Vim Implementations

Vim is a amazing text editor. The way the keybindings flow together is really something beutiful. I am going to assume most people who are reading this know what vim is so I am going to explain why emacs is a better vim then vim itself.

One common idea is that vim is fundementally better then vi. People don’t really take the time to understand why its really better. The same thing happens with neovim to vim but lets start with why vim is a better vi.

First of all vi is more of a standard then anything. If you are going to use vi you have to pick a implementation. Note that the original vi still works however there are much cleaner versions like busybox vi or nvi. Well what makes vi fundementally worse is the lack of vimscript. It allows users to actually change key parts of the editor to suit their needs more. It is actually generally encouraged to remap keys which you don’t use very often. I think that a editor which is specifically built for YOU will always be better then a editor built for everyone. Vim is also about the power users. These power users should be able to change their editor to suit their needs. Following a “ideal” keymap is a stupid idea because a ideal keymap doesn’t exist. There can be concepts which people can use but keymaps can be messed with.

Note that I do not consider someone who uses vim on occasion to edit a server file a power user. I personally think for that reason vi is perfectly fine as the gains you get from vim aren’t really significant. I personally don’t even care if you use nano or another text editor in that case. Vi would just be a niciety.

Neovim is a complete rewrite of vim’s core because people got fed up of the BDFL. Some problems it originally fixed was async, a awful code base (supports a insane amount of archs), and awful plugin support. Neovim actually supports lua as a first class citizen. Vim8 finally released async support however that was inspired by neovim.
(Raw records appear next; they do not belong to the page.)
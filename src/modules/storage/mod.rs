// Copyright © 2025 rustmailer.com
// Licensed under RustMailer License Agreement v1.0
// Unauthorized copying, modification, or distribution is prohibited.

use std::path::PathBuf;

use async_trait::async_trait;
use tokio::io::AsyncWriteExt;
use tracing::debug;

use crate::{
    modules::error::{code::ErrorCode, MailboxResult},
    raise_error,
};

pub mod parts;

/// Raw MIME objects keyed by message ID.
///
/// Objects are written once per key. `delete` of a missing key succeeds.
#[async_trait]
pub trait BlobStore: Send + Sync {
    async fn get(&self, key: &str) -> MailboxResult<Vec<u8>>;

    async fn put(&self, key: &str, data: &[u8]) -> MailboxResult<()>;

    async fn delete(&self, key: &str) -> MailboxResult<()>;
}

/// Blob store on top of a cacache directory.
pub struct DiskBlobStore {
    dir: PathBuf,
}

impl DiskBlobStore {
    pub fn new(dir: impl Into<PathBuf>) -> Self {
        Self { dir: dir.into() }
    }

    fn dir_str(&self) -> MailboxResult<&str> {
        self.dir.to_str().ok_or_else(|| {
            raise_error!(
                "Failed to convert blob dir to str".into(),
                ErrorCode::InternalError
            )
        })
    }
}

#[async_trait]
impl BlobStore for DiskBlobStore {
    async fn get(&self, key: &str) -> MailboxResult<Vec<u8>> {
        match cacache::read(self.dir_str()?, key).await {
            Ok(data) => Ok(data),
            Err(cacache::Error::EntryNotFound(_, _)) => Err(raise_error!(
                format!("object '{}' not found", key),
                ErrorCode::NotFound
            )),
            Err(e) => Err(raise_error!(format!("{:#?}", e), ErrorCode::InternalError)),
        }
    }

    async fn put(&self, key: &str, data: &[u8]) -> MailboxResult<()> {
        let mut writer = cacache::Writer::create(self.dir_str()?, key)
            .await
            .map_err(|e| raise_error!(format!("{:#?}", e), ErrorCode::InternalError))?;
        writer
            .write_all(data)
            .await
            .map_err(|e| raise_error!(format!("{:#?}", e), ErrorCode::InternalError))?;
        writer
            .commit()
            .await
            .map_err(|e| raise_error!(format!("{:#?}", e), ErrorCode::InternalError))?;
        debug!("stored object '{}' ({} bytes)", key, data.len());
        Ok(())
    }

    async fn delete(&self, key: &str) -> MailboxResult<()> {
        let dir = self.dir_str()?;
        let exists = cacache::metadata(dir, key)
            .await
            .map_err(|e| raise_error!(format!("{:#?}", e), ErrorCode::InternalError))?
            .is_some();
        if !exists {
            return Ok(());
        }
        cacache::RemoveOpts::new()
            .remove_fully(true)
            .remove(dir, key)
            .await
            .map_err(|e| raise_error!(format!("{:#?}", e), ErrorCode::InternalError))
    }
}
Neovim also has alot of subtle things which vim does not have ie supporting 3rd party clipboard programs instead of a builtin mess.
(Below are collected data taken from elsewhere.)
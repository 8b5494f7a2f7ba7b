// Copyright © 2025 rustmailer.com
// Licensed under RustMailer License Agreement v1.0
// Unauthorized copying, modification, or distribution is prohibited.

use poem::http::StatusCode;
use poem_openapi::Enum;

#[derive(Copy, Clone, Debug, Enum, Eq, PartialEq)]
#[repr(u32)]
pub enum ErrorCode {
    // Client-side errors (10000–10999)
    InvalidInput = 10000,
    InvalidFormat = 10010,
    InvalidEmailType = 10020,
    InvalidEmailYear = 10030,
    InvalidEmailMonth = 10040,
    DecodeError = 10050,
    QueryNotMatch = 10060,
    RequestTimeout = 10070,
    MethodNotAllowed = 10080,

    // Mailbox state errors (20000–20999)
    EmailIsNotDraft = 20000,
    ReadActionFailed = 20010,
    AlreadyTrashed = 20020,
    NotTrashed = 20030,

    // Resource errors (30000–30999)
    NotFound = 30000,
    TooManyRequests = 30010,

    // Store errors (40000–40999)
    ConditionalCheckFailed = 40000,
    TransactionCanceled = 40010,
    ConnectionPoolTimeout = 40020,

    // Delivery errors (50000–50999)
    MailerFailed = 50000,
    NotificationFailed = 50010,

    // Message queue errors (60000–60999)
    NatsRequestFailed = 60000,
    NatsConnectionFailed = 60010,
    NatsCreateStreamFailed = 60020,

    // Internal system errors (70000–70999)
    InternalError = 70000,
    UnhandledPoemError = 70010,
}

impl ErrorCode {
    pub fn status(&self) -> StatusCode {
        match self {
            ErrorCode::InvalidInput
            | ErrorCode::InvalidFormat
            | ErrorCode::InvalidEmailType
            | ErrorCode::InvalidEmailYear
            | ErrorCode::InvalidEmailMonth
            | ErrorCode::DecodeError
            | ErrorCode::QueryNotMatch
            | ErrorCode::EmailIsNotDraft
            | ErrorCode::ReadActionFailed
            | ErrorCode::AlreadyTrashed
            | ErrorCode::NotTrashed => StatusCode::BAD_REQUEST,
            ErrorCode::NotFound => StatusCode::NOT_FOUND,
            ErrorCode::TooManyRequests => StatusCode::TOO_MANY_REQUESTS,
            ErrorCode::RequestTimeout => StatusCode::REQUEST_TIMEOUT,
            ErrorCode::MethodNotAllowed => StatusCode::METHOD_NOT_ALLOWED,
            ErrorCode::ConditionalCheckFailed
            | ErrorCode::TransactionCanceled
            | ErrorCode::ConnectionPoolTimeout
            | ErrorCode::MailerFailed
            | ErrorCode::NotificationFailed
            | ErrorCode::NatsRequestFailed
            | ErrorCode::NatsConnectionFailed
            | ErrorCode::NatsCreateStreamFailed
            | ErrorCode::InternalError
            | ErrorCode::UnhandledPoemError => StatusCode::INTERNAL_SERVER_ERROR,
        }
    }
}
In comes emacs which is a step up in some areas but a step down in some areas. Emacs is more disk space, more resource intensive, more complicated, written in elisp instead of C, not async at its core and many other things. Now this is not why I think evil is better. Emacs is actually what vim is to vi. It has fundementally better plugin support and ideology behind how its written. Emacs is written in elisp and can be extended by elisp while vim is written in C and can be extended by vimscript.

Emacs can fundementally change core features about it which allows people to make amazing plugins. You also have the entire library that emacs is written in to write said plugins. While something like neovim improves on the plugin support the underlying software is still built in C. One great example is the idea of evil. Emacs evil litterally emulates vim inside of emacs. Yes it is not a 100% emulation but its enough for the majority of modern vim and it works the same way. It even does ex commands nearly identifical to the actual vim command. By default certain evil commands aren’t bound to a key like they are in vim but you can manually bind them yourself.

One problem with vim is that when you use it on another machine you don’t have your configuration and plugins. Emacs actually has a simple and elegant solution of this called TRAMP. TRAMP allows you to open a file which isn’t even on your computer. You can actually use TRAMP to open files through SSH without lag until the saving of the file. It simply just downloads a local copy and uploads the changes. It doesn’t just support ssh but also scp, rsync, sambda and more with gvfs (including google drive). Not only can you edit said files but its actually integrated with find-files so you can search or tab complete said files too!!! Like almost everything inside emacs you can actually configure it and even make new protocols in your config.

Spacemacs and Doom emacs are configurations which show what emacs truly can do so if your looking into what else emacs has to offer look there. There are many more amazing plugins. By default both of those use evil but you can use them with raw emacs bindings if you want to.